Petshop Science is a South African retail chain that sells pet-related products, as well as offers pet insurance. Founded in 2021, the company is headquartered in Brackenfell, Western Cape and is a subsidiary of major South African retail corporation Checkers.

As of 2024, Petshop Science operates 173 locations across 8 of the country's provinces, making it South Africa's second-largest pet store chain by number of stores, behind Woolworths-owned Absolute Pets.

== History ==

Petshop Science was founded in 2021, when major South African supermarket chain Checkers entered the pet store market. It was the first South African supermarket group to enter the pet store sector, after being the first such chain to offer pet insurance the year before.

In November 2024, the 100th Petshop Science store was opened, in Kempton Park, Gauteng.
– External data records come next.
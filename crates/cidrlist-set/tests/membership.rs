use cidrlist_set::{AddressFamily, NetworkSet, ParseErrorKind, QueryMode};

const INTERNAL_IPS: [&str; 4] = ["10.0.0.0/8", "127.0.0.1/8", "1.2.3.0/24", "8.8.8.8"];

#[test]
fn test_internal_ips_end_to_end() {
    let set = NetworkSet::new(INTERNAL_IPS).expect("valid entries");

    let expected = [
        ("10.10.10.1", true),
        ("127.0.0.1", true),
        ("127.0.0.2", true),
        ("192.168.1.1", false),
        ("1.2.3.4", true),
        ("8.8.8.8", true),
        ("8.8.4.4", false),
    ];

    for (addr, member) in expected {
        assert_eq!(set.contains(addr).unwrap(), member, "{}", addr);
        let mapped = format!("::ffff:{}", addr);
        assert_eq!(set.contains(&mapped).unwrap(), member, "{}", mapped);
    }
}

#[test]
fn test_host_entry_is_reflexive() {
    let set = NetworkSet::new(["8.8.8.8"]).unwrap();
    assert!(set.contains("8.8.8.8").unwrap());
    assert!(!set.contains("8.8.4.4").unwrap());

    let set = NetworkSet::new(["2001:4860:4860::8888"]).unwrap();
    assert!(set.contains("2001:4860:4860:0:0:0:0:8888").unwrap());
    assert!(!set.contains("2001:4860:4860::8844").unwrap());
}

#[test]
fn test_mask_notations_build_equal_sets() {
    let by_prefix = NetworkSet::new(["192.168.0.0/16", "10.0.0.0/8"]).unwrap();
    let by_netmask = NetworkSet::new(["192.168.0.0/255.255.0.0", "10.0.0.0/255.0.0.0"]).unwrap();
    let by_hostmask =
        NetworkSet::new(["192.168.0.0/0.0.255.255", "10.0.0.0/0.255.255.255"]).unwrap();

    assert_eq!(by_prefix, by_netmask);
    assert_eq!(by_prefix, by_hostmask);
}

#[test]
fn test_non_aligned_entries_are_canonicalized() {
    let loose = NetworkSet::new(["192.168.1.1/24"]).unwrap();
    let strict = NetworkSet::new(["192.168.1.0/24"]).unwrap();
    assert_eq!(loose, strict);
    assert_eq!(loose.to_string(), "192.168.1.0/24");
}

#[test]
fn test_non_contiguous_masks_rejected() {
    for entry in ["10.0.0.0/255.0.255.0", "10.0.0.0/0.255.0.255", "10.0.0.0/255.255.255.254.0"] {
        let err = NetworkSet::new([entry]).unwrap_err();
        assert_eq!(err.input(), entry);
        assert_eq!(err.family(), Some(AddressFamily::V4));
    }

    let err = NetworkSet::new(["10.0.0.0/255.0.255.0"]).unwrap_err();
    assert_eq!(err.kind(), ParseErrorKind::NonContiguousMask);
}

#[test]
fn test_dual_stack_set() {
    let set = NetworkSet::new(["10.0.0.0/8", "fd00::/8", "::1"]).unwrap();

    assert!(set.contains("10.255.0.1").unwrap());
    assert!(set.contains("fd12:3456::1").unwrap());
    assert!(set.contains("::1").unwrap());
    assert!(!set.contains("fe80::1").unwrap());
    assert!(!set.contains("11.0.0.1").unwrap());
}

#[test]
fn test_ipv4_only_queries_reject_ipv6() {
    let set = NetworkSet::new(["fd00::/8"]).unwrap();
    let err = set.contains_with("fd00::1", QueryMode::Ipv4Only).unwrap_err();
    assert_eq!(err.kind(), ParseErrorKind::FamilyNotAllowed);
}

#[test]
fn test_shared_set_across_threads() {
    let set = std::sync::Arc::new(NetworkSet::new(INTERNAL_IPS).unwrap());

    let handles: Vec<_> = (0..4)
        .map(|i| {
            let set = std::sync::Arc::clone(&set);
            std::thread::spawn(move || set.contains(&format!("10.0.0.{}", i)).unwrap())
        })
        .collect();

    for handle in handles {
        assert!(handle.join().unwrap());
    }
}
In its 2024 financial year, the chain expanded rapidly, ending the year with 86 stores - double the number it started the year with.

In July 2025, Petshop Science partnered with UCount Rewards, the loyalty program of South African financial services company Standard Bank.

== Operations ==

Petshop Science operates 173 pet stores across 8 of South Africa's provinces, targeting mid-to-high income consumers, in a similar LSM bracket to Checkers' FreshX stores. Aside from third-party brands, stores sell a range of dog and cat grooming products under their Sugacoat house brand.

The company also offers pet insurance, underwritten by major South African insurer OUTsurance.

Petshop Science offers home delivery of around 3,500 products across 80 brands, via parent Checkers' Sixty60 app-based delivery service.